IKEA and Marriott to open up low-cost hotel chain Moxy

IKEA and Marriott to open up low-cost hotel chain Moxy

American hotel group Marriott has teamed up with IKEA to open up a new low-cost hotel chain (three stars) in Europa. The cooperation, named Moxy, plans to open 150 hotels over the next ten years.

No IKEA showroom

The new chain was officially announced last Tuesday during the International Hotel Investment Forum in Berlin. Construction on the first hotels should start this year and the first Moxy, in Milan, will be open to the public in 2014.

 

The hotels will pop up close to office parks, airports or train- and subway stations. Each hotel will have between 150 and 300 budget rooms, for about 60 euro per night. Young travellers will be the target audience for Moxy Hotels. Hotels are planned for Belgium, Italy, Germany, Austria, Finland, Norway, Sweden, Denmark, the Netherlands and Great Britain.

 

The hotels will not be an IKEA showroom: they will not be designed nor furnished by the world’s largest home store. There will however be an IKEA twist: the hotels will be constructed using prefab modules, which will be fitted together on the spot... just like IKEA furniture.

 

Half a billion dollar for budget hotels

Marriott is cooperating with Inter Hospitality, the IKEA branch that invests in the hotel sector. Inter Hospitality will be the promoter of the project and will own the first Moxy hotels.
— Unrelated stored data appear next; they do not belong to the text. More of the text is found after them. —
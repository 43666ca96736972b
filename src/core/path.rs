//! Die zentrale Pfad-Datenstruktur: zusammengesetzte kubische Bézier-Kurve
//! mit Anker-/Tangenten-Editing, Loop-Topologie, Smooth-Modus und
//! inkrementellem Resampling der Segment-Punkte.

use crate::shared::bezier_geometry::cubic_bezier_point;
use anyhow::{bail, Result};
use glam::Vec3;
use serde::{Deserialize, Serialize};

/// Standard-Dichte der Segment-Abtastung (Punkte je Segment).
pub const DEFAULT_POINTS_PER_SEGMENT: usize = 20;

/// Zusammengesetzter kubischer Bézier-Pfad.
///
/// `handles` ist in Dreiergruppen organisiert: Anker liegen an den Indizes
/// `0, 3, 6, …`, die flankierenden Tangenten-Handles an `3k+1` und `3k+2`.
/// Offener Pfad mit N Ankern: `3N - 2` Handles; Loop: `3N` Handles.
///
/// `segment_points` ist die abgeleitete, flache Abtast-Sequenz: Segment `i`
/// belegt den Bereich `[i·pps, (i+1)·pps)`. Jede Mutation hält beide
/// Sequenzen synchron und tastet nur die betroffenen Segmente neu ab.
#[derive(Debug, Clone, PartialEq)]
pub struct BezierPath {
    handles: Vec<Vec3>,
    segment_points: Vec<Vec3>,
    points_per_segment: usize,
    is_loop: bool,
    is_smooth: bool,
}

/// Persistenz-Form des Pfads.
///
/// Die Sample-Punkte sind abgeleitet und werden nicht gespeichert;
/// `BezierPath::from_data` baut sie deterministisch neu auf.
#[derive(Debug, Clone, PartialEq, Serialize, Deserialize)]
pub struct PathData {
    pub handles: Vec<Vec3>,
    pub points_per_segment: usize,
    pub is_loop: bool,
    pub is_smooth: bool,
}
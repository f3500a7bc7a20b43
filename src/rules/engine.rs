//! The `GameVariant` trait and the turn signal it reports.
//!
//! ## Driving a game
//!
//! The session layer owns one game per room and serializes every call into
//! it. A typical loop:
//!
//! 1. `place_wager` for each participant, then `initial_deal`.
//! 2. While `current_turn` is `Participant(id)`, wait for that participant's
//!    choice (or the timer) and call `apply_action` / `default_move`.
//! 3. While the turn is `Dealer` or `RoundOver`, call `tick` at whatever
//!    pace the presentation needs.
//! 4. On `GameOver`, call `compute_result`, then `reset_for_new_round`.
//!
//! Every call either commits completely or returns an error and leaves the
//! game untouched.

use im::Vector;
use serde::{Deserialize, Serialize};

use crate::core::{ActionRecord, EngineError, Participant, ParticipantId, Variant};
use crate::view::TableView;

use super::result::GameResult;

/// Who (or what) the game is waiting on.
#[derive(Clone, Debug, PartialEq, Eq, Hash, Serialize, Deserialize)]
pub enum Turn {
    /// Cards have not been dealt yet.
    NotStarted,
    /// A seated participant must choose.
    Participant(ParticipantId),
    /// The dealer plays; one `tick` per decision.
    Dealer,
    /// Every live participant has moved; `tick` resolves the round.
    RoundOver,
    /// Nothing left to play; results are available.
    GameOver,
}

impl Turn {
    /// The participant holding the turn, if any.
    #[must_use]
    pub fn participant(&self) -> Option<&ParticipantId> {
        match self {
            Turn::Participant(id) => Some(id),
            _ => None,
        }
    }

    /// True when the engine, not a participant, makes the next move.
    #[must_use]
    pub fn is_automatic(&self) -> bool {
        matches!(self, Turn::Dealer | Turn::RoundOver)
    }
}

/// Common contract for a game variant.
///
/// ## Implementation Notes
///
/// - `apply_action` rejects moves from anyone but the turn holder.
/// - `current_turn` is a pure query; `advance_turn` may move the cursor
///   past participants who can no longer act.
/// - `compute_result` settles payouts once and caches the result.
pub trait GameVariant {
    /// Variant-specific move.
    type Move: Copy + std::fmt::Debug;

    /// Which game this is.
    fn variant(&self) -> Variant;

    /// Seated participants in turn order (the dealer is not included).
    fn participants(&self) -> &[Participant];

    /// Round number (0 before the first deal).
    fn round(&self) -> u32;

    /// Every committed action, oldest first.
    fn history(&self) -> &Vector<ActionRecord>;

    /// Put chips on the table before the deal.
    fn place_wager(&mut self, id: &ParticipantId, amount: u64) -> Result<(), EngineError>;

    /// Deal the opening cards.
    fn initial_deal(&mut self) -> Result<Turn, EngineError>;

    /// Who the game is waiting on.
    fn current_turn(&self) -> Turn;

    /// Skip participants who can no longer act and report the turn holder.
    fn advance_turn(&mut self) -> Turn;

    /// Apply the turn holder's choice.
    fn apply_action(&mut self, id: &ParticipantId, choice: Self::Move) -> Result<Turn, EngineError>;

    /// Apply the variant's timeout move for the turn holder.
    fn default_move(&mut self) -> Result<Turn, EngineError>;

    /// Run one automatic step (dealer decision or war tier).
    fn tick(&mut self) -> Result<Turn, EngineError>;

    /// True while the game still has moves to make.
    fn is_in_progress(&self) -> bool;

    /// Read-only projection with concealed cards redacted.
    fn display_state(&self) -> TableView;

    /// Winners of the finished game.
    fn compute_result(&mut self) -> Result<GameResult, EngineError>;

    /// Start over with a fresh deck, keeping banks. Returns the identities
    /// removed for bankruptcy.
    fn reset_for_new_round(&mut self) -> Vec<ParticipantId>;

    /// Unseat a participant (disconnect).
    fn remove_participant(&mut self, id: &ParticipantId) -> Result<Participant, EngineError>;

    // === Convenience Methods ===

    /// Look up a seated participant.
    fn participant(&self, id: &ParticipantId) -> Result<&Participant, EngineError> {
        self.participants()
            .iter()
            .find(|p| p.id() == id)
            .ok_or_else(|| EngineError::InvalidParticipant(id.clone()))
    }

    /// True if `id` holds the turn.
    fn is_turn(&self, id: &ParticipantId) -> bool {
        self.current_turn().participant() == Some(id)
    }
}
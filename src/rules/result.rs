//! Result shapes handed to the broadcast layer.

use serde::{Deserialize, Serialize};

use crate::core::{Participant, ParticipantId, Role};

/// Label for end-of-game results.
pub const WINNERS_PROMPT: &str = "👑 Winners 👑";

/// Label for a settled War round.
pub const ROUND_WINNER_PROMPT: &str = "👑 Round winner 👑";

/// One entry in a result.
#[derive(Clone, Debug, PartialEq, Eq, Serialize, Deserialize)]
pub struct Winner {
    pub id: ParticipantId,
    pub role: Role,
    /// Amount credited to the winner's bank (0 for the house and for rounds).
    pub payout: u64,
}

impl Winner {
    /// Credit `wager × 2` to a participant and describe the win.
    pub(crate) fn paid(participant: &mut Participant) -> Self {
        let payout = participant.wager().saturating_mul(2);
        participant.credit(payout);
        Self {
            id: participant.id().clone(),
            role: participant.role(),
            payout,
        }
    }

    /// A win that moves no chips.
    pub(crate) fn unpaid(participant: &Participant) -> Self {
        Self {
            id: participant.id().clone(),
            role: participant.role(),
            payout: 0,
        }
    }
}

/// Display label plus ordered winners.
#[derive(Clone, Debug, PartialEq, Eq, Serialize, Deserialize)]
pub struct GameResult {
    pub prompt: String,
    pub winners: Vec<Winner>,
}

impl GameResult {
    #[must_use]
    pub fn new(prompt: impl Into<String>, winners: Vec<Winner>) -> Self {
        Self {
            prompt: prompt.into(),
            winners,
        }
    }

    /// Check if a participant won.
    #[must_use]
    pub fn is_winner(&self, id: &ParticipantId) -> bool {
        self.winners.iter().any(|w| &w.id == id)
    }

    /// Winner identities, in order.
    pub fn winner_ids(&self) -> impl Iterator<Item = &ParticipantId> {
        self.winners.iter().map(|w| &w.id)
    }

    /// True when the house took the game.
    #[must_use]
    pub fn house_won(&self) -> bool {
        self.winners.iter().any(|w| w.role == Role::Dealer)
    }
}
//! Engine error taxonomy.
//!
//! Every rejected call leaves the game untouched. Errors are local to one
//! table: the caller can retry with corrected input.

use serde::{Deserialize, Serialize};
use thiserror::Error;

use super::participant::{ParticipantId, Status};

/// A card pile that can run dry.
#[derive(Clone, Copy, Debug, PartialEq, Eq, Serialize, Deserialize)]
pub enum Pile {
    /// The shared deck.
    Deck,
    /// A participant's reserve (War draw pile).
    Reserve,
}

impl std::fmt::Display for Pile {
    fn fmt(&self, f: &mut std::fmt::Formatter<'_>) -> std::fmt::Result {
        match self {
            Pile::Deck => write!(f, "deck"),
            Pile::Reserve => write!(f, "reserve"),
        }
    }
}

/// Why an action was refused.
#[derive(Clone, Debug, PartialEq, Eq, Error)]
pub enum IllegalReason {
    #[error("it is not {0}'s turn")]
    NotYourTurn(ParticipantId),

    #[error("{id} is {status:?} and cannot act")]
    TerminalStatus { id: ParticipantId, status: Status },

    #[error("not allowed while the table is {0}")]
    WrongPhase(&'static str),

    #[error("choice is for a different game variant")]
    WrongVariant,

    #[error("no participant holds the turn")]
    NoTurnHolder,
}

/// Errors returned by engine operations.
#[derive(Clone, Debug, PartialEq, Eq, Error)]
pub enum EngineError {
    #[error("illegal action: {0}")]
    IllegalAction(#[from] IllegalReason),

    #[error("cannot draw from an empty {0}")]
    EmptyResource(Pile),

    #[error("unknown participant {0}")]
    InvalidParticipant(ParticipantId),

    #[error("participant {0} is listed twice")]
    DuplicateParticipant(ParticipantId),

    #[error("participant id {0} is reserved for the house")]
    ReservedParticipant(ParticipantId),

    #[error("invalid table config: {0}")]
    InvalidConfig(&'static str),

    #[error("unsupported table size {count} (supported {min}..={max})")]
    UnsupportedTableSize { count: usize, min: usize, max: usize },

    #[error("wager {wager} exceeds {id}'s bank of {bank}")]
    InsufficientBank { id: ParticipantId, wager: u64, bank: u64 },

    #[error("snapshot encoding failed: {0}")]
    Snapshot(String),
}

impl EngineError {
    /// Shorthand for a phase violation.
    pub(crate) fn wrong_phase(phase: &'static str) -> Self {
        EngineError::IllegalAction(IllegalReason::WrongPhase(phase))
    }

    /// True for rejections caused by acting at the wrong time.
    #[must_use]
    pub fn is_illegal_action(&self) -> bool {
        matches!(self, EngineError::IllegalAction(_))
    }
}

impl From<bincode::Error> for EngineError {
    fn from(err: bincode::Error) -> Self {
        EngineError::Snapshot(err.to_string())
    }
}
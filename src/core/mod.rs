//! Core table types: cards, deck, participants, actions, RNG, configuration.
//!
//! This module contains the building blocks shared by both variants.
//! Variant rules live in `games`.

pub mod card;
pub mod deck;
pub mod participant;
pub mod rng;
pub mod config;
pub mod action;
pub mod error;

pub use card::{blackjack_total, Card, ParseCardError, Rank, Suit, BLACKJACK};
pub use deck::{Deck, DECK_SIZE};
pub use participant::{Hand, Participant, ParticipantId, Role, Status};
pub use rng::{GameRng, GameRngState};
pub use config::{TableConfig, Variant, MAX_WAR_PLAYERS, MIN_WAR_PLAYERS};
pub use action::{ActionRecord, BlackjackMove, Choice, WarMove};
pub use error::{EngineError, IllegalReason, Pile};
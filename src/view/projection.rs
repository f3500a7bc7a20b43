//! Read-only table and participant views.

use serde::{Deserialize, Serialize};

use crate::core::{Card, EngineError, Participant, ParticipantId, Role, Status, Variant};
use crate::rules::Turn;

/// A card as seen by the table.
#[derive(Clone, Copy, Debug, PartialEq, Eq, Hash, Serialize, Deserialize)]
pub enum CardFace {
    Up(Card),
    Down,
}

impl CardFace {
    #[must_use]
    pub fn card(self) -> Option<Card> {
        match self {
            CardFace::Up(card) => Some(card),
            CardFace::Down => None,
        }
    }
}

/// What everyone at the table can see of one participant.
#[derive(Clone, Debug, PartialEq, Eq, Serialize, Deserialize)]
pub struct ParticipantView {
    pub id: ParticipantId,
    pub role: Role,
    pub cards: Vec<CardFace>,
    /// Reserve size; the cards themselves are never shown.
    pub reserve: usize,
    pub wager: u64,
    pub bank: u64,
    pub status: Status,
    /// Blackjack total, withheld while any card is face down.
    pub total: Option<u32>,
}

impl ParticipantView {
    /// Project a participant, showing the hand card at index `i` only when
    /// `face_up(i)` holds.
    pub fn project(participant: &Participant, face_up: impl Fn(usize) -> bool, with_total: bool) -> Self {
        let cards: Vec<CardFace> = participant
            .hand()
            .iter()
            .enumerate()
            .map(|(i, &card)| if face_up(i) { CardFace::Up(card) } else { CardFace::Down })
            .collect();

        let concealed = cards.iter().any(|c| *c == CardFace::Down);

        Self {
            id: participant.id().clone(),
            role: participant.role(),
            cards,
            reserve: participant.reserve().len(),
            wager: participant.wager(),
            bank: participant.bank(),
            status: participant.status(),
            total: (with_total && !concealed).then(|| participant.total()),
        }
    }

    /// Cards currently face up.
    pub fn visible_cards(&self) -> impl Iterator<Item = Card> + '_ {
        self.cards.iter().filter_map(|c| c.card())
    }
}

/// Sanitized snapshot of a whole table.
#[derive(Clone, Debug, PartialEq, Eq, Serialize, Deserialize)]
pub struct TableView {
    pub variant: Variant,
    pub round: u32,
    pub turn: Turn,
    pub participants: Vec<ParticipantView>,
    pub dealer: Option<ParticipantView>,
    /// Cards at stake in the current War round.
    pub stake: usize,
    /// Cards left in the shared deck.
    pub deck: usize,
}

impl TableView {
    /// Look up a participant's view.
    #[must_use]
    pub fn participant(&self, id: &ParticipantId) -> Option<&ParticipantView> {
        self.participants.iter().find(|p| &p.id == id)
    }

    /// Compact binary encoding for the broadcast layer.
    pub fn to_bytes(&self) -> Result<Vec<u8>, EngineError> {
        Ok(bincode::serialize(self)?)
    }

    pub fn from_bytes(bytes: &[u8]) -> Result<Self, EngineError> {
        Ok(bincode::deserialize(bytes)?)
    }
}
The Norwegian company Nordic Hospitality will manage the hotels for Marriott. Nordic Hospitality already runs a couple of Marriott hotels in Scandinavia.

 

According to the Wall Street Journal the Inter IKEA Group will invest about 400 million euro. Inter IKEA Group is controlled directly by IKEA founder Ingvar Kamprad and his family, through their Interogo Foundation in Liechtenstein. Budget hotels are very 'hot' in these times of crisis: last year their occupancy rose to 70% (compared to 67.1% in 2011). IKEA prefers investing in hotels because that sector is “relatively stable in these economically turbulent times in Europe.”